PREVALENCE, DISEASE-FREE AND OVERALL SURVIVAL OF CONTEMPORARY RENAL CELL CARCINOMA PATIENTS ELIGIBLE FOR ADJUVANT CHECKPOINT INHIBITOR TRIALS.

Abstract Introduction Designing adjuvant trials is challenging because of uncertainties of prevalence and outcome of high-risk renal cell cancer (RCC) despite use of validated risk scores. Our objective is to investigate how differences in eligibility criteria may impact on potential study results in RCC adjuvant trials. Patients and Methods RECUR is a multicenter European database capturing patient and tumor characteristics, recurrence patterns, and survival of those curatively treated for non-metastatic RCC from 2006 to 2011 without any adjuvant therapy.

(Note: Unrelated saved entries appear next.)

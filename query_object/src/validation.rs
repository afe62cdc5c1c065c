//! Validation module
//!
//! Identifiers that end up in SQL text (tables, columns, aliases) are
//! validated here before the compiler quotes them. Values never pass through
//! this module; they are always bound.

use std::fmt;

/// Validation errors for database identifiers
#[derive(Debug, Clone, PartialEq)]
pub enum ValidationError {
    /// Name contains invalid characters (only alphanumeric and underscore allowed)
    InvalidCharacters(String),
    /// Name is too long
    TooLong {
        name: String,
        length: usize,
        max_length: usize,
    },
    /// Name is empty
    Empty,
    /// Name starts with invalid character (must start with letter or underscore)
    InvalidStartCharacter(String),
    /// Wildcard used where a concrete name is required
    MisplacedWildcard(String),
}

impl fmt::Display for ValidationError {
    fn fmt(&self, f: &mut fmt::Formatter<'_>) -> fmt::Result {
        match self {
            ValidationError::InvalidCharacters(name) => {
                write!(f, "Invalid characters in name '{}': only alphanumeric characters and underscores are allowed", name)
            }
            ValidationError::TooLong {
                name,
                length,
                max_length,
            } => {
                write!(
                    f,
                    "Name '{}' is too long: {} characters (max {})",
                    name, length, max_length
                )
            }
            ValidationError::Empty => {
                write!(f, "Name cannot be empty")
            }
            ValidationError::InvalidStartCharacter(name) => {
                write!(f, "Name '{}' must start with a letter or underscore", name)
            }
            ValidationError::MisplacedWildcard(name) => {
                write!(f, "Name '{}' uses '*' where a column or table name is required", name)
            }
        }
    }
}

impl std::error::Error for ValidationError {}

/// Identifier length limit shared by the supported databases
const MAX_LENGTH: usize = 63;

fn validate_segment(segment: &str, whole: &str) -> Result<(), ValidationError> {
    if segment.is_empty() {
        return Err(ValidationError::Empty);
    }

    if segment.len() > MAX_LENGTH {
        return Err(ValidationError::TooLong {
            name: segment.to_string(),
            length: segment.len(),
            max_length: MAX_LENGTH,
        });
    }

    let first_char = segment.chars().next().ok_or(ValidationError::Empty)?;
    if !first_char.is_ascii_alphabetic() && first_char != '_' {
        return Err(ValidationError::InvalidStartCharacter(whole.to_string()));
    }

    if !segment.chars().all(|c| c.is_ascii_alphanumeric() || c == '_') {
        return Err(ValidationError::InvalidCharacters(whole.to_string()));
    }

    Ok(())
}

/// A validated table name, optionally schema-qualified (`schema.table`)
#[derive(Debug, Clone, PartialEq, Eq, Hash)]
pub struct ValidatedTableName(String);

impl ValidatedTableName {
    pub fn new(name: &str) -> Result<Self, ValidationError> {
        let name = name.trim();
        if name.is_empty() {
            return Err(ValidationError::Empty);
        }
        for segment in name.split('.') {
            if segment == "*" {
                return Err(ValidationError::MisplacedWildcard(name.to_string()));
            }
            validate_segment(segment, name)?;
        }
        Ok(Self(name.to_string()))
    }

    pub fn as_str(&self) -> &str {
        &self.0
    }

    pub fn segments(&self) -> impl Iterator<Item = &str> {
        self.0.split('.')
    }

    pub fn into_string(self) -> String {
        self.0
    }
}

/// A validated column reference: `column`, `table.column`, `*` or `table.*`
#[derive(Debug, Clone, PartialEq, Eq, Hash)]
pub struct ValidatedFieldName(String);

impl ValidatedFieldName {
    pub fn new(name: &str) -> Result<Self, ValidationError> {
        let name = name.trim();
        if name.is_empty() {
            return Err(ValidationError::Empty);
        }

        let segments: Vec<&str> = name.split('.').collect();
        if segments.len() > 3 {
            return Err(ValidationError::InvalidCharacters(name.to_string()));
        }
        let last = segments.len() - 1;
        for (i, segment) in segments.iter().enumerate() {
            if *segment == "*" {
                if i != last {
                    return Err(ValidationError::MisplacedWildcard(name.to_string()));
                }
                continue;
            }
            validate_segment(segment, name)?;
        }
        Ok(Self(name.to_string()))
    }

    /// A bare name without qualification or wildcard, used for aliases
    pub fn alias(name: &str) -> Result<Self, ValidationError> {
        let name = name.trim();
        if name.contains('.') || name.contains('*') {
            return Err(ValidationError::InvalidCharacters(name.to_string()));
        }
        validate_segment(name, name)?;
        Ok(Self(name.to_string()))
    }

    pub fn as_str(&self) -> &str {
        &self.0
    }

    pub fn segments(&self) -> impl Iterator<Item = &str> {
        self.0.split('.')
    }

    pub fn is_wildcard(&self) -> bool {
        self.0 == "*" || self.0.ends_with(".*")
    }

    /// Last segment of the reference (`id` for `test.id`)
    pub fn column(&self) -> &str {
        self.0.rsplit('.').next().unwrap_or(&self.0)
    }

    pub fn into_string(self) -> String {
        self.0
    }
}

impl AsRef<str> for ValidatedTableName {
    fn as_ref(&self) -> &str {
        &self.0
    }
}

impl AsRef<str> for ValidatedFieldName {
    fn as_ref(&self) -> &str {
        &self.0
    }
}

impl fmt::Display for ValidatedTableName {
    fn fmt(&self, f: &mut fmt::Formatter<'_>) -> fmt::Result {
        write!(f, "{}", self.0)
    }
}

impl fmt::Display for ValidatedFieldName {
    fn fmt(&self, f: &mut fmt::Formatter<'_>) -> fmt::Result {
        write!(f, "{}", self.0)
    }
}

We used RECUR to evaluate prevalence, disease-free survival (DFS), and overall survival (OS) according to eligibility criteria of immunotherapy-based adjuvant trials IMMotion 010 ( NCT03024996 ), Checkmate 914 ( NCT03138512 ), Keynote-564 ( NCT03142334 ), RAMPART ( NCT03288532 ), and PROSPER ( NCT03055013 ). Results Of 3024 relevant patients in RECUR, 408 (13.5%), 725 (24%), 609 (20.1%), 1363 (45.1%), and 1071 (35.4%) met eligibility criteria for IMMotion-010, CheckMate-914, Keynote-564, RAMPART, and PROSPER, respectively. The median and 5-year DFS Kaplan-Meier estimates in RECUR corresponding to each trial eligibility criteria were: not reached and 69.6% for RAMPART; not reached and 64.5% for PROSPER; 109.3 months (95% confidence interval [CI], 83.9-134.6 months) and 57% for CheckMate-914; 75.8 months (95% CI, 52.7-98.8 months) and 54.3% for Keynote-564; and 43.6 months (95% CI, 30.8-56.4 months) and 45% for IMMotion-010. Our analysis may be limited by the retrospective design. Conclusions RECUR provides estimated DFS and OS benchmarks for placebo arms of adjuvant checkpoint inhibitor studies and hence likely time to trial reporting. Well-documented contemporary registries rather than past risk models should be used to design future adjuvant trials.